What is life like for an adult with autism or Asperger’s syndrome

I have a pen-pal who is significantly Aspergers. She uses the abbreviation “Aspie” all the time, but I wonder if it is considered a bit gauche?

The most interesting thing she said: experiences never change for her. The hundredth experience is exactly the same as the first.

For instance, listening to music. To me, I hear something a bit new in music, every time I hear it. By the hundredth repetition of a work, I’m way down into the minutiae, hearing nuances which I missed entirely the first time. Same with food: the first time I try a completely new cuisine, I don’t really “get” it; after I’ve had it a few more times, I start to appreciate it more intelligently. I only become aware of subtleties with repeated exposures.

In fact, some times, I don’t like something the first time I hear or taste or see it, but come to like it after going back and trying again a few times.

Another example is getting used to a route of travel. The first time, say, that you drive from L.A. to S.F., or the first time you walk from your house to the shopping center 3/4 of a mile away, it seems longer. But when you’ve made the trip a few times, and you’ve gotten used to it, it seems shorter. You’ve “internalized” the details; you know where you are more intuitively.

My friend says nope. She never, ever, changes her mind, or learns from repeated exposures to a stimulus. And a drive or a walk is exactly the same to her the first time as the hundredth time. She cannot “learn” from experiences in quite the way I’m describing. From many discussions, it seems to me that she is not adept at creating and utilizing an internal mental model of the experience.

It’s like having to learn Human as a second language.

I call bullshit. She doesn’t have Asperger syndrome. She is trying to sell books and her schtick is “By an Aspie for Aspies”. I find it extremely unlikely that she has ever been clinically diagnosed as having Asperger’s, let alone actually has it. As far as I can tell she is one of those “My social difficulties are because of a DISEASE!” people writing for others that think that way.

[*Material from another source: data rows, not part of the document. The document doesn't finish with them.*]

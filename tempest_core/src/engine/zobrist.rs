//! Zobrist hashing of positions, with incremental per-move updates.
//!
//! The keys are generated from a fixed seed so hashes are deterministic
//! across runs, which is what the transposition-table determinism tests
//! rely on.

use crate::engine::Move;
use crate::logic::board::{Board, Color, PieceKind, Position, ThreatMode, BOARD_SIZE, NUM_PIECE_KINDS};
use std::sync::OnceLock;

/// Pocket counts at or above this value are not hashed.
pub const MAX_POCKET_COUNT: usize = 32;

pub struct ZobristKeys {
    /// Indexed `[kind][color][file * 8 + rank]`.
    piece: [[[u64; BOARD_SIZE * BOARD_SIZE]; 2]; NUM_PIECE_KINDS],
    /// Indexed `[side][kind][count]`, counts clamped below `MAX_POCKET_COUNT`.
    pocket: [[[u64; MAX_POCKET_COUNT]; NUM_PIECE_KINDS]; 2],
    side: [u64; 2],
}

#[inline]
fn next_random_u64(state: &mut u64) -> u64 {
    // splitmix64
    *state = state.wrapping_add(0x9E37_79B9_7F4A_7C15);
    let mut z = *state;
    z = (z ^ (z >> 30)).wrapping_mul(0xBF58_476D_1CE4_E5B9);
    z = (z ^ (z >> 27)).wrapping_mul(0x94D0_49BB_1331_11EB);
    z ^ (z >> 31)
}

impl ZobristKeys {
    fn new() -> Self {
        let mut seed: u64 = 0x9E37_79B9_7F4A_7C15;

        let mut piece = [[[0u64; BOARD_SIZE * BOARD_SIZE]; 2]; NUM_PIECE_KINDS];
        for kind in &mut piece {
            for color in kind {
                for square in color {
                    *square = next_random_u64(&mut seed);
                }
            }
        }

        let mut pocket = [[[0u64; MAX_POCKET_COUNT]; NUM_PIECE_KINDS]; 2];
        for side in &mut pocket {
            for kind in side {
                for count in kind {
                    *count = next_random_u64(&mut seed);
                }
            }
        }

        let side = [next_random_u64(&mut seed), next_random_u64(&mut seed)];

        Self { piece, pocket, side }
    }

    pub fn get() -> &'static Self {
        static INSTANCE: OnceLock<ZobristKeys> = OnceLock::new();
        INSTANCE.get_or_init(ZobristKeys::new)
    }

    #[inline]
    pub fn piece_key(&self, kind: PieceKind, color: Color, file: usize, rank: usize) -> u64 {
        self.piece[kind.index()][color.index()][file * BOARD_SIZE + rank]
    }

    #[inline]
    pub const fn side_key(&self, color: Color) -> u64 {
        self.side[color.index()]
    }

    /// XORs the pocket term for `count` pieces of `kind`; counts outside the
    /// clamped range contribute nothing.
    #[inline]
    fn xor_pocket(&self, hash: &mut u64, side: Color, kind: PieceKind, count: i32) {
        if (0..MAX_POCKET_COUNT as i32).contains(&count) {
            *hash ^= self.pocket[side.index()][kind.index()][count as usize];
        }
    }

    /// Full hash of a position: every occupied cell, both pockets' current
    /// counts, and the side to move.
    #[must_use]
    pub fn hash(&self, position: &Position) -> u64 {
        let mut h = 0u64;
        for (file, column) in position.board.iter().enumerate() {
            for (rank, cell) in column.iter().enumerate() {
                if let Some(piece) = cell {
                    h ^= self.piece_key(piece.kind, piece.color, file, rank);
                }
            }
        }
        for side in [Color::White, Color::Black] {
            for kind in PieceKind::ALL {
                self.xor_pocket(&mut h, side, kind, position.pocket(side)[kind.index()]);
            }
        }
        h ^ self.side_key(position.side_to_move)
    }

    /// Shifts a pocket term from `old` to `new` pieces of `kind`.
    #[inline]
    fn move_pocket_count(&self, hash: &mut u64, side: Color, kind: PieceKind, old: i32, new: i32) {
        self.xor_pocket(hash, side, kind, old);
        self.xor_pocket(hash, side, kind, new);
    }

    /// Applies the incremental hash effect of `mv` to `hash`.
    ///
    /// Call this *before* `Board::apply` (it reads the pre-move board) and
    /// again, with identical arguments, *after* `Board::undo`; the XOR
    /// structure makes the second call restore the original hash.
    pub fn update_for_move(&self, hash: &mut u64, mv: &Move, board: &Board, player: Color) {
        *hash ^= self.side_key(player);
        *hash ^= self.side_key(player.opposite());

        match *mv {
            Move::Board { threat, from, to, .. } => match threat {
                ThreatMode::Shift => {
                    // Both pieces leave their squares and reappear swapped.
                    let a = board.at(from.file, from.rank).copied();
                    let b = board.at(to.file, to.rank).copied();
                    if let Some(a) = a {
                        *hash ^= self.piece_key(a.kind, a.color, from.file, from.rank);
                        *hash ^= self.piece_key(a.kind, a.color, to.file, to.rank);
                    }
                    if let Some(b) = b {
                        *hash ^= self.piece_key(b.kind, b.color, to.file, to.rank);
                        *hash ^= self.piece_key(b.kind, b.color, from.file, from.rank);
                    }
                }
                ThreatMode::Catch => {
                    // Capture without moving: the attacker's term is untouched.
                    self.remove_victim(hash, board, to.file, to.rank, player);
                }
                _ => {
                    if let Some(attacker) = board.at(from.file, from.rank) {
                        *hash ^= self.piece_key(attacker.kind, attacker.color, from.file, from.rank);
                        self.remove_victim(hash, board, to.file, to.rank, player);
                        *hash ^= self.piece_key(attacker.kind, attacker.color, to.file, to.rank);
                    }
                }
            },
            Move::Promotion {
                threat,
                from,
                to,
                promoted,
                ..
            } => match threat {
                ThreatMode::Catch => {
                    self.remove_victim(hash, board, to.file, to.rank, player);
                }
                _ => {
                    if let Some(attacker) = board.at(from.file, from.rank) {
                        *hash ^= self.piece_key(attacker.kind, attacker.color, from.file, from.rank);
                        self.remove_victim(hash, board, to.file, to.rank, player);
                        *hash ^= self.piece_key(promoted, attacker.color, to.file, to.rank);
                    }
                }
            },
            Move::Drop { color, at, kind } => {
                let old = board.pocket(color)[kind.index()];
                self.move_pocket_count(hash, color, kind, old, (old - 1).max(0));
                *hash ^= self.piece_key(kind, color, at.file, at.rank);
            }
            // Royalty is not hashed.
            Move::Succession { .. } => {}
            Move::Disguise { color, at, kind } => {
                if let Some(old) = board.at(at.file, at.rank) {
                    *hash ^= self.piece_key(old.kind, color, at.file, at.rank);
                    *hash ^= self.piece_key(kind, color, at.file, at.rank);
                }
            }
        }
    }

    /// Removes the victim's square term and credits the capturer's pocket.
    fn remove_victim(&self, hash: &mut u64, board: &Board, file: usize, rank: usize, capturer: Color) {
        if let Some(victim) = board.at(file, rank) {
            *hash ^= self.piece_key(victim.kind, victim.color, file, rank);
            let old = board.pocket(capturer)[victim.kind.index()];
            let new = (old + 1).min(MAX_POCKET_COUNT as i32 - 1);
            self.move_pocket_count(hash, capturer, victim.kind, old, new);
        }
    }
}

#[cfg(test)]
mod tests {
    use super::*;
    use crate::logic::board::{Piece, Square};
    use crate::logic::generator;

    fn armed(color: Color, kind: PieceKind) -> Piece {
        Piece::with_stacks(color, kind, 0, 10)
    }

    #[test]
    fn test_keys_are_deterministic() {
        let keys = ZobristKeys::get();
        let h1 = keys.hash(&Position::start());
        let h2 = keys.hash(&Position::start());
        assert_eq!(h1, h2);
        assert_ne!(h1, 0);
    }

    #[test]
    fn test_side_to_move_changes_hash() {
        let keys = ZobristKeys::get();
        let mut pos = Position::start();
        let white = keys.hash(&pos);
        pos.side_to_move = Color::Black;
        assert_ne!(white, keys.hash(&pos));
    }

    #[test]
    fn test_involution_over_every_family() {
        let keys = ZobristKeys::get();

        let mut pos = Position::empty();
        pos.board[4][0] = Some(armed(Color::White, PieceKind::King));
        pos.board[4][7] = Some(armed(Color::Black, PieceKind::King));
        pos.board[0][0] = Some(armed(Color::White, PieceKind::Rook));
        pos.board[0][6] = Some(armed(Color::Black, PieceKind::Pawn));
        pos.board[2][2] = Some(armed(Color::White, PieceKind::Grasshopper));
        pos.board[2][4] = Some(armed(Color::Black, PieceKind::Knight));
        pos.white_pocket[PieceKind::Ferz.index()] = 2;
        let mut board = Board::from_position(&pos);
        let mut hash = keys.hash(&pos);
        let initial = hash;

        let mut candidates = Vec::new();
        candidates.extend(generator::drops(&board, Color::White));
        candidates.extend(generator::moves_of(&board, Color::White, 0, 0, false));
        candidates.extend(generator::moves_of(&board, Color::White, 2, 2, false));
        candidates.extend(generator::successions(&board, Color::White));
        assert!(!candidates.is_empty());

        for mv in candidates {
            keys.update_for_move(&mut hash, &mv, &board, Color::White);
            board.apply(&mv);
            board.undo();
            keys.update_for_move(&mut hash, &mv, &board, Color::White);
            assert_eq!(hash, initial, "hash not restored after {mv:?}");
            assert_eq!(board.position(), &pos, "board not restored after {mv:?}");
        }
    }

    #[test]
    fn test_incremental_capture_matches_recompute() {
        let keys = ZobristKeys::get();
        let mut pos = Position::empty();
        pos.board[4][0] = Some(armed(Color::White, PieceKind::King));
        pos.board[4][7] = Some(armed(Color::Black, PieceKind::King));
        pos.board[0][0] = Some(armed(Color::White, PieceKind::Rook));
        pos.board[0][5] = Some(armed(Color::Black, PieceKind::Bishop));
        let mut board = Board::from_position(&pos);
        let mut hash = keys.hash(&pos);

        let capture = Move::Board {
            color: Color::White,
            threat: ThreatMode::TakeMove,
            from: Square { file: 0, rank: 0 },
            to: Square { file: 0, rank: 5 },
        };
        keys.update_for_move(&mut hash, &capture, &board, Color::White);
        board.apply(&capture);
        assert_eq!(hash, keys.hash(board.position()));
    }

    #[test]
    fn test_incremental_drop_matches_recompute() {
        let keys = ZobristKeys::get();
        let mut board = Board::new();
        let mut hash = keys.hash(board.position());

        let drop = Move::Drop {
            color: Color::White,
            at: Square { file: 4, rank: 0 },
            kind: PieceKind::King,
        };
        keys.update_for_move(&mut hash, &drop, &board, Color::White);
        board.apply(&drop);
        assert_eq!(hash, keys.hash(board.position()));
    }

    #[test]
    fn test_succession_does_not_touch_hash() {
        let keys = ZobristKeys::get();
        let mut pos = Position::empty();
        pos.board[3][3] = Some(armed(Color::White, PieceKind::Ferz));
        pos.board[4][7] = Some(armed(Color::Black, PieceKind::King));
        let board = Board::from_position(&pos);
        let before = keys.hash(&pos);

        let mv = Move::Succession {
            color: Color::White,
            at: Square { file: 3, rank: 3 },
        };
        let mut hash = before;
        keys.update_for_move(&mut hash, &mv, &board, Color::White);
        // Only the side key moved.
        assert_eq!(
            hash,
            before ^ keys.side_key(Color::White) ^ keys.side_key(Color::Black)
        );
    }

    #[test]
    fn test_pocket_counts_clamp() {
        let keys = ZobristKeys::get();
        let mut pos = Position::empty();
        pos.white_pocket[PieceKind::Pawn.index()] = MAX_POCKET_COUNT as i32 + 4;
        let clamped = keys.hash(&pos);
        pos.white_pocket[PieceKind::Pawn.index()] = MAX_POCKET_COUNT as i32 + 9;
        // Both counts are beyond the clamp: the hashes collide by design.
        assert_eq!(clamped, keys.hash(&pos));
    }
}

Without stating how I feel about that purpose prose (oh noes, I said too much), can I ask you what makes you suspicious? What is the red flag for you?

Part of the DSM is this:

She does not appear to have any significant impairments in these areas. She was married and now apparently has a reasonably successful career as a writer and speaker. Then, from her webpage:

http://www.aspiefriendly.org/our-history.html

No mention of a clinical diagnosis and typical scapegoating of failure.

After that we can begin on her writing. It’s far too elaborate in evoking emotions than what should be expected from someone with Asperger’s. When the main manifestation of Asperger’s is lack of empathy, you wouldn’t expect to see the zeroing in on emotions as in her essay. Plus, it misses the fundamental problem of Autism/Asperger’s. These people typically are happy with their social interactions, precisely because they lack the understanding of social clues. From my experience, they don’t really feel isolated because they don’t even get that they are isolated.

I think those can be learned, with enough effort and motivation; as I understand it, people with Asperger’s simply have to make the deliberate decision to learn them, while neurotypical people don’t, and learning them takes more effort than for neurotypical people. The drivers have to be downloaded rather than coming pre-installed.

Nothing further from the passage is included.